Why TechGen Africa?


By 2030, more than half of the jobs in the world will be STEM — Science, Technology, Engineering and Mathematics — based.

According to research from Brookings — a Washington based research institution — more STEM-oriented metropolitan economies perform strongly on a wide range of economic indicators, from innovation to employment.

How prepared are we for this reality? Are students in Africa schools equipped to take advantage of this opportunity?

Technology companies are springing up, the number of jobs requiring STEM based skills is on the increase, but it is sad that Africans are poorly equipped to fill this huge gap.

Consequently, traditional education in Africa is failing, with STEM education being the worst hit. Students are largely uninspired to pursue their passion in STEM related fields, thereby leaving them unprepared for the opportunities and challenges of the 21st century world.

In a quest to change this negative trend, TechGen in collaboration with the India STEM Alliance, has launched an initiative conceived and developed to promote STEM education in Africa by providing the right support and reward for students and other stakeholders.

The initiative is poised to support young Africans who are interested in acquiring the problem-solving skills that come with a solid STEM education in order to fix the challenges facing Africans in various sectors of the economy. This initiative would ultimately position young Africans to compete favourably with their colleagues globally.

What is STEM?

A lot of works were done by modern scientists to integrate Science, Technology, Engineering and Mathematics together. Initially they came up with the acronym METS and then SMET, until Judith Ramaley came up with the acronym STEM two decades ago.

Judith Rameley is an American biologist and academic administrator. She is now a distinguished professor at Portland state university.

STEM can be defined as intentional integration of four academic disciplines (i.e. Science, Technology, Engineering and Mathematics).

The propagation of STEM can be attributed to Vernon Ehlers-a physicist, who made the first public use of word STEM when he created the STEM education caucus in 2005. Others doing great job as regards widespread of STEM education across the globe are STEM.org, TechGen Africa, India STEM alliance, Brainiac STEM etc.

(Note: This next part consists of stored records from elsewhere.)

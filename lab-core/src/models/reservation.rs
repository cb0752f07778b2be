use chrono::NaiveDate;
use serde::{Deserialize, Serialize};

use super::Lab;

/// An accepted booking of one lab for one calendar date.
///
/// Only [`ReservationBook`](crate::ReservationBook) creates these, and it never
/// hands out mutable access once a reservation is stored.
#[derive(Debug, Clone, PartialEq, Eq, Serialize, Deserialize)]
pub struct Reservation {
    pub lab: Lab,
    pub date: NaiveDate,
    pub professor: String,
    pub discipline: String,
    pub qtd_students: u32,
    pub telephone: String,

    // Optional, may be empty
    pub materials: String,
    pub observations: String,
}

impl Reservation {
    /// True when this reservation occupies `lab` on `date`.
    pub fn occupies(
        &self,
        lab: Lab,
        date: NaiveDate,
    ) -> bool {
        self.lab == lab && self.date == date
    }
}
use chrono::{Days, NaiveDate};
use serde::{Deserialize, Serialize};

use super::RejectionReason;

pub const DEFAULT_LEAD_TIME_DAYS: u32 = 2;

/// Minimum number of calendar days between today and a reservation date.
///
/// The same offset drives both the submit-time check and the date the form
/// is pre-filled with, so a freshly opened form always holds an acceptable
/// date.
#[derive(Debug, Clone, Copy, PartialEq, Eq, Serialize, Deserialize)]
#[serde(transparent)]
pub struct LeadTimeRule {
    pub days: u32,
}

impl Default for LeadTimeRule {
    fn default() -> Self {
        Self::new(DEFAULT_LEAD_TIME_DAYS)
    }
}

impl LeadTimeRule {
    pub const fn new(days: u32) -> Self {
        Self { days }
    }

    /// `today + days`, saturating at the last representable date.
    pub fn earliest_date(
        &self,
        today: NaiveDate,
    ) -> NaiveDate {
        today
            .checked_add_days(Days::new(u64::from(self.days)))
            .unwrap_or(NaiveDate::MAX)
    }

    /// Accepts `date` when it is on or after [`earliest_date`](Self::earliest_date).
    pub fn check(
        &self,
        date: NaiveDate,
        today: NaiveDate,
    ) -> Result<(), RejectionReason> {
        let earliest = self.earliest_date(today);
        if date < earliest {
            return Err(RejectionReason::LeadTimeViolation {
                days: self.days,
                earliest,
            });
        }
        Ok(())
    }
}

#[cfg(test)]
mod tests {
    use super::*;
    use pretty_assertions::assert_eq;

    fn ymd(
        y: i32,
        m: u32,
        d: u32,
    ) -> NaiveDate {
        NaiveDate::from_ymd_opt(y, m, d).unwrap()
    }

    #[test]
    fn earliest_date_crosses_month_and_year_boundaries() {
        let rule = LeadTimeRule::default();
        assert_eq!(rule.earliest_date(ymd(2026, 1, 30)), ymd(2026, 2, 1));
        assert_eq!(rule.earliest_date(ymd(2026, 12, 31)), ymd(2027, 1, 2));
    }

    #[test]
    fn check_boundary_is_inclusive() {
        let rule = LeadTimeRule::default();
        let today = ymd(2026, 10, 19);

        assert!(rule.check(ymd(2026, 10, 21), today).is_ok());
        assert!(rule.check(ymd(2026, 11, 1), today).is_ok());
        assert_eq!(
            rule.check(ymd(2026, 10, 20), today),
            Err(RejectionReason::LeadTimeViolation {
                days: 2,
                earliest: ymd(2026, 10, 21)
            })
        );
    }

    #[test]
    fn past_dates_and_today_are_rejected() {
        let rule = LeadTimeRule::default();
        let today = ymd(2026, 10, 19);

        assert!(rule.check(today, today).is_err());
        assert!(rule.check(ymd(2025, 1, 1), today).is_err());
    }

    #[test]
    fn zero_day_rule_accepts_today() {
        let rule = LeadTimeRule::new(0);
        let today = ymd(2026, 10, 19);
        assert!(rule.check(today, today).is_ok());
    }
}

STEM movement is dynamic, it continues to evolve in new interesting ways driven largely by skills required in our 21st century and it’s control is not centralized to an organization or anybody.

Although, several debates are ongoing as to whether to incorporate ‘art’ into STEM such that we now have STEAM.

For a project or lesson to be regarded as STEM, there must be an intentional integration of the four subject areas Science, Technology, Engineering and Mathematics. It is therefore not enough to singularly regard coding, robotics and mathematics as STEM.

Students apply their knowledge of science and mathematics to engineer a new product and also use their knowledge of technology and mathematics to aid science research projects.

Although, STEM is the foundation of innovation and vital for any economy to thrive as it teaches 21st century skills like problem solving, critical thinking, teamwork and creativity, the next generation of science standard requires the integration of the four academic disciplines contained in STEM to be taught as a subject rather than in isolation.

In the real world, science relies on technology, engineering and mathematics while engineering use technology, science and mathematics.

Imagine elementary school pupils being thought in a way that highlights the connection of these four subjects, teaching will no doubt become more relevant.

Schools who are willing to embrace this new trending 21st century skill should consult STEM companies and consultants to set-up innovation labs, develop STEM curriculum and train their academic staffs.